VPR's Patti Daniels reports.

(Daniels) Mike O'Neil is director of Vermont Emergency management. He says Irene came close to being a perfect doomsday scenario for emergency planners:  One of the computer networks VEM relies on was hit by a cyberattack the day before the storm. Then emergency officials had to evacuate their own command center due to rising floodwaters, but their alternate site at Vermont National Guard headquarters wasn't available.

O'Neil says his office is making changes based on what it learned during Irene:

(O'Neil) "The technology piece is extremely critical to us.  Just the way the state office complex was configured posed some problems for us because some systems we needed were not under our direct control. And that is being rectified as we speak, to harden the facility a little bit more than it was prior."

(Daniels) The state's official emergency response plan is several hundred pages long. And the basic template for a town emergency plan is 30 pages. But as floodwaters raced through southern Vermont, O'Neil says it was preparation, more than the documents themselves, that helped officials make good decisions.

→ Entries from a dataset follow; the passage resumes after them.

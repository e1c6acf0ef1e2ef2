//! Per-connection batch interpretation
//!
//! A connection carries a batch of records. Under the default policy the
//! first record decides how the rest are read: a playlist command
//! (`enqueue`/`replace`) turns every following record into a bare file
//! argument, the way a command line like `solo --replace a.mp4 b.mp4 c.mp4`
//! is forwarded. Callers and the owner must use the same policy.

use serde::{Deserialize, Serialize};

use solo_core::prelude::*;

use crate::command::{Command, Opcode};

/// How records after the first one of a connection are read.
#[derive(Debug, Clone, Copy, PartialEq, Eq, Default, Deserialize, Serialize)]
#[serde(rename_all = "snake_case")]
pub enum BatchPolicy {
    /// A leading playlist command makes later records bare `enqueue`
    /// arguments.
    #[default]
    FirstOpcodeGoverns,
    /// Every record is a full command.
    OnePerRecord,
}

#[derive(Debug, Default, Clone, Copy, PartialEq, Eq)]
enum BatchMode {
    #[default]
    Start,
    Playlist,
    Commands,
}

/// Decoding state for one connection.
#[derive(Debug, Default)]
pub struct BatchDecoder {
    mode: BatchMode,
    decoded: usize,
}

impl BatchDecoder {
    pub fn new() -> Self {
        Self::default()
    }

    /// Decode the next record of this connection.
    ///
    /// A first record that fails to decode leaves the connection in
    /// full-command mode.
    pub fn decode(&mut self, policy: BatchPolicy, record: &[u8]) -> Result<Command> {
        let result = match self.mode {
            BatchMode::Playlist => decode_bare_argument(record),
            BatchMode::Start | BatchMode::Commands => Command::decode(record),
        };

        if self.mode == BatchMode::Start {
            self.mode = match (&result, policy) {
                (Ok(cmd), BatchPolicy::FirstOpcodeGoverns) if cmd.opcode().is_playlist() => {
                    BatchMode::Playlist
                }
                _ => BatchMode::Commands,
            };
        }
        self.decoded += 1;
        result
    }

    /// True once a leading playlist command has been seen.
    pub fn in_playlist(&self) -> bool {
        self.mode == BatchMode::Playlist
    }

    /// Records decoded so far, failures included.
    pub fn decoded(&self) -> usize {
        self.decoded
    }
}

fn decode_bare_argument(record: &[u8]) -> Result<Command> {
    let argument = std::str::from_utf8(record)
        .map_err(|e| Error::protocol(format!("playlist entry is not UTF-8: {}", e)))?;
    Command::enqueue(argument)
}

/// Split `commands` into the records of successive connections.
///
/// Each inner vector is one connection's batch, already encoded. Under
/// [`BatchPolicy::FirstOpcodeGoverns`] a playlist command starts a batch
/// that swallows the `enqueue` commands directly after it as bare
/// arguments; the first other command opens the next batch.
pub fn plan_batches(commands: &[Command], policy: BatchPolicy) -> Vec<Vec<String>> {
    if policy == BatchPolicy::OnePerRecord {
        let all: Vec<String> = commands.iter().map(Command::encode).collect();
        return if all.is_empty() { Vec::new() } else { vec![all] };
    }

    let mut batches = Vec::new();
    let mut current: Vec<String> = Vec::new();
    let mut playlist = false;

    for cmd in commands {
        if playlist && cmd.opcode() != Opcode::Enqueue {
            batches.push(std::mem::take(&mut current));
            playlist = false;
        }

        if current.is_empty() {
            playlist = cmd.opcode().is_playlist();
            current.push(cmd.encode());
        } else if playlist {
            current.push(cmd.argument().unwrap_or_default().to_string());
        } else {
            current.push(cmd.encode());
        }
    }

    if !current.is_empty() {
        batches.push(current);
    }
    batches
}

#[cfg(test)]
mod tests {
    use super::*;

    fn cmd(op: Opcode) -> Command {
        Command::new(op).unwrap()
    }

    #[test]
    fn test_first_playlist_record_folds_rest() {
        let mut decoder = BatchDecoder::new();
        let policy = BatchPolicy::FirstOpcodeGoverns;

        let first = decoder.decode(policy, b"013 file:///a.mp4").unwrap();
        assert_eq!(first, Command::enqueue("file:///a.mp4").unwrap());
        assert!(decoder.in_playlist());

        let second = decoder.decode(policy, b"file:///b.mp4").unwrap();
        assert_eq!(second, Command::enqueue("file:///b.mp4").unwrap());

        // Looks like a command, but in a playlist batch it is a file name.
        let third = decoder.decode(policy, b"012 ").unwrap();
        assert_eq!(third, Command::enqueue("012 ").unwrap());
        assert_eq!(decoder.decoded(), 3);
    }

    #[test]
    fn test_replace_batch_enqueues_the_rest() {
        let mut decoder = BatchDecoder::new();
        let policy = BatchPolicy::FirstOpcodeGoverns;

        assert_eq!(
            decoder.decode(policy, b"014 a.mp4").unwrap().opcode(),
            Opcode::Replace
        );
        assert_eq!(
            decoder.decode(policy, b"b.mp4").unwrap().opcode(),
            Opcode::Enqueue
        );
    }

    #[test]
    fn test_non_playlist_first_record_decodes_each() {
        let mut decoder = BatchDecoder::new();
        let policy = BatchPolicy::FirstOpcodeGoverns;

        assert_eq!(decoder.decode(policy, b"004 ").unwrap(), cmd(Opcode::PlayPause));
        assert!(!decoder.in_playlist());
        assert_eq!(decoder.decode(policy, b"005 ").unwrap(), cmd(Opcode::Next));
        assert!(decoder.decode(policy, b"file:///b.mp4").is_err());
    }

    #[test]
    fn test_one_per_record_never_folds() {
        let mut decoder = BatchDecoder::new();
        let policy = BatchPolicy::OnePerRecord;

        decoder.decode(policy, b"013 a.mp4").unwrap();
        assert!(!decoder.in_playlist());
        assert!(decoder.decode(policy, b"b.mp4").is_err());
        assert_eq!(decoder.decode(policy, b"012 ").unwrap(), cmd(Opcode::Quit));
    }

    #[test]
    fn test_bad_first_record_falls_back_to_commands() {
        let mut decoder = BatchDecoder::new();
        let policy = BatchPolicy::FirstOpcodeGoverns;

        assert!(decoder.decode(policy, b"garbage").is_err());
        assert_eq!(decoder.decode(policy, b"001 ").unwrap(), cmd(Opcode::Play));
    }

    #[test]
    fn test_plan_folds_enqueues_after_replace() {
        let commands = vec![
            Command::replace("file:///a.mp4").unwrap(),
            Command::enqueue("file:///b.mp4").unwrap(),
            Command::enqueue("file:///c.mp4").unwrap(),
            cmd(Opcode::PlayPause),
            cmd(Opcode::Fullscreen),
        ];

        let batches = plan_batches(&commands, BatchPolicy::FirstOpcodeGoverns);
        assert_eq!(
            batches,
            vec![
                vec![
                    "014 file:///a.mp4".to_string(),
                    "file:///b.mp4".to_string(),
                    "file:///c.mp4".to_string(),
                ],
                vec!["004 ".to_string(), "011 ".to_string()],
            ]
        );
    }

    #[test]
    fn test_plan_round_trips_through_decoder() {
        let commands = vec![
            Command::enqueue("x.ogg").unwrap(),
            Command::enqueue("y.ogg").unwrap(),
            cmd(Opcode::Next),
            Command::enqueue("z.ogg").unwrap(),
        ];

        for policy in [BatchPolicy::FirstOpcodeGoverns, BatchPolicy::OnePerRecord] {
            let mut decoded = Vec::new();
            for batch in plan_batches(&commands, policy) {
                let mut decoder = BatchDecoder::new();
                for record in batch {
                    decoded.push(decoder.decode(policy, record.as_bytes()).unwrap());
                }
            }
            assert_eq!(decoded, commands, "policy {:?}", policy);
        }
    }

    #[test]
    fn test_plan_empty() {
        assert!(plan_batches(&[], BatchPolicy::FirstOpcodeGoverns).is_empty());
        assert!(plan_batches(&[], BatchPolicy::OnePerRecord).is_empty());
    }

    #[test]
    fn test_policy_serde_names() {
        #[derive(Deserialize)]
        struct Wrapper {
            policy: BatchPolicy,
        }
        let w: Wrapper = toml::from_str("policy = \"one_per_record\"").unwrap();
        assert_eq!(w.policy, BatchPolicy::OnePerRecord);
        let w: Wrapper = toml::from_str("policy = \"first_opcode_governs\"").unwrap();
        assert_eq!(w.policy, BatchPolicy::FirstOpcodeGoverns);
    }
}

(O'Neil) "Typically a plan is only as good as the first time you run into a wrinkle when you're in the field. So it's good to have the initial plans, but it's not something you guide your operation by on a moment to moment basis when you're in the emergency."

(Daniels) Paul Fraser is the emergency management coordinator in Jamaica, which was temporarily cut off from outside help during Irene. He credits the Windham Regional Commission for pushing him to work out a thorough emergency plan over the last year, and says that plan made a difference in how Jamaica got through the storm.

(Fraser) "The details, of course, were firmly generic. I don't think anybody was expecting the flash flood that hit us. When we plan these things out, we're thinking in terms of snowstorms and power outages."

(Daniels) But Fraser says the planning process prompted him to think through where to locate a command center and shelters, what resources to line up, and what technology would be reliable for communications.  

Fraser says many town officials in his region are paying new attention to what used to be a tired exercise on paper. And Mike O'Neil with Vermont Emergency Management says that's the kind of take-away they want to share at this weekend's conference for emergency coordinators.

For VPR News, I'm Patti Daniels.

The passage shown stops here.